Read through the lines below and copy the ones holding the string "theta".

** DATA PROVIDED follows **

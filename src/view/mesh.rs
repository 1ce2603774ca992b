use bytemuck::NoUninit;
use wgpu::util::DeviceExt;

#[repr(C)]
#[derive(Debug, Clone, Copy, PartialEq, NoUninit)]
pub struct Vertex {
    pub pos: [f32; 3],
    pub normal: [f32; 3],
}

pub struct MeshBuffer {
    pub vertex_buffer: wgpu::Buffer,
    pub index_buffer: wgpu::Buffer,
    pub index_count: u32,
}

/// CPU-side geometry. Every primitive is unit-sized and centred on the origin;
/// the per-instance model matrix scales it to the body it draws.
#[derive(Debug, Clone)]
pub struct Mesh {
    pub vertices: Vec<Vertex>,
    pub indices: Vec<u32>,
}

impl Mesh {
    pub fn upload(&self, device: &wgpu::Device, label: &str) -> MeshBuffer {
        let vertex_buffer = device.create_buffer_init(&wgpu::util::BufferInitDescriptor {
            label: Some(&format!("{label} vertices")),
            contents: bytemuck::cast_slice(&self.vertices),
            usage: wgpu::BufferUsages::VERTEX,
        });
        let index_buffer = device.create_buffer_init(&wgpu::util::BufferInitDescriptor {
            label: Some(&format!("{label} indices")),
            contents: bytemuck::cast_slice(&self.indices),
            usage: wgpu::BufferUsages::INDEX,
        });

        MeshBuffer {
            vertex_buffer,
            index_buffer,
            index_count: self.indices.len() as u32,
        }
    }

    /// Cube spanning -1..1 on every axis, so scaling by half extents gives the box
    pub fn unit_cube() -> Self {
        // (normal, tangent u, tangent v) per face, u x v == normal
        let faces: [([f32; 3], [f32; 3], [f32; 3]); 6] = [
            ([1.0, 0.0, 0.0], [0.0, 1.0, 0.0], [0.0, 0.0, 1.0]),
            ([-1.0, 0.0, 0.0], [0.0, 0.0, 1.0], [0.0, 1.0, 0.0]),
            ([0.0, 1.0, 0.0], [0.0, 0.0, 1.0], [1.0, 0.0, 0.0]),
            ([0.0, -1.0, 0.0], [1.0, 0.0, 0.0], [0.0, 0.0, 1.0]),
            ([0.0, 0.0, 1.0], [1.0, 0.0, 0.0], [0.0, 1.0, 0.0]),
            ([0.0, 0.0, -1.0], [0.0, 1.0, 0.0], [1.0, 0.0, 0.0]),
        ];

        let mut vertices = Vec::with_capacity(24);
        let mut indices = Vec::with_capacity(36);
        for (n, u, v) in faces {
            let base = vertices.len() as u32;
            for (su, sv) in [(-1.0, -1.0), (1.0, -1.0), (1.0, 1.0), (-1.0, 1.0)] {
                let pos = [
                    n[0] + u[0] * su + v[0] * sv,
                    n[1] + u[1] * su + v[1] * sv,
                    n[2] + u[2] * su + v[2] * sv,
                ];
                vertices.push(Vertex { pos, normal: n });
            }
            indices.extend_from_slice(&[base, base + 1, base + 2, base + 2, base + 3, base]);
        }

        Self { vertices, indices }
    }

    /// Unit-radius UV sphere
    pub fn uv_sphere(segments: u32, rings: u32) -> Self {
        let segments = segments.max(3);
        let rings = rings.max(2);
        let mut vertices = Vec::with_capacity(((segments + 1) * (rings + 1)) as usize);
        let mut indices = Vec::with_capacity((segments * rings * 6) as usize);

        for ring in 0..=rings {
            let theta = ring as f32 / rings as f32 * std::f32::consts::PI;
            let (sin_t, cos_t) = theta.sin_cos();
            for seg in 0..=segments {
                let phi = seg as f32 / segments as f32 * std::f32::consts::TAU;
                let (sin_p, cos_p) = phi.sin_cos();
                let p = [sin_t * cos_p, cos_t, sin_t * sin_p];
                vertices.push(Vertex { pos: p, normal: p });
            }
        }

        let stride = segments + 1;
        for ring in 0..rings {
            for seg in 0..segments {
                let a = ring * stride + seg;
                let b = a + stride;
                // counter-clockwise seen from outside
                indices.extend_from_slice(&[a, a + 1, b, b, a + 1, b + 1]);
            }
        }

        Self { vertices, indices }
    }

    /// Upward-facing square spanning -1..1 on X and Z
    pub fn ground_plane() -> Self {
        let normal = [0.0, 1.0, 0.0];
        let vertices = vec![
            Vertex { pos: [-1.0, 0.0, -1.0], normal },
            Vertex { pos: [-1.0, 0.0, 1.0], normal },
            Vertex { pos: [1.0, 0.0, 1.0], normal },
            Vertex { pos: [1.0, 0.0, -1.0], normal },
        ];
        Self { vertices, indices: vec![0, 1, 2, 2, 3, 0] }
    }
}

** End of DATA PROVIDED **

# [SOLUTION FOR THIS TASK]
            let theta = ring as f32 / rings as f32 * std::f32::consts::PI;
            let (sin_t, cos_t) = theta.sin_cos();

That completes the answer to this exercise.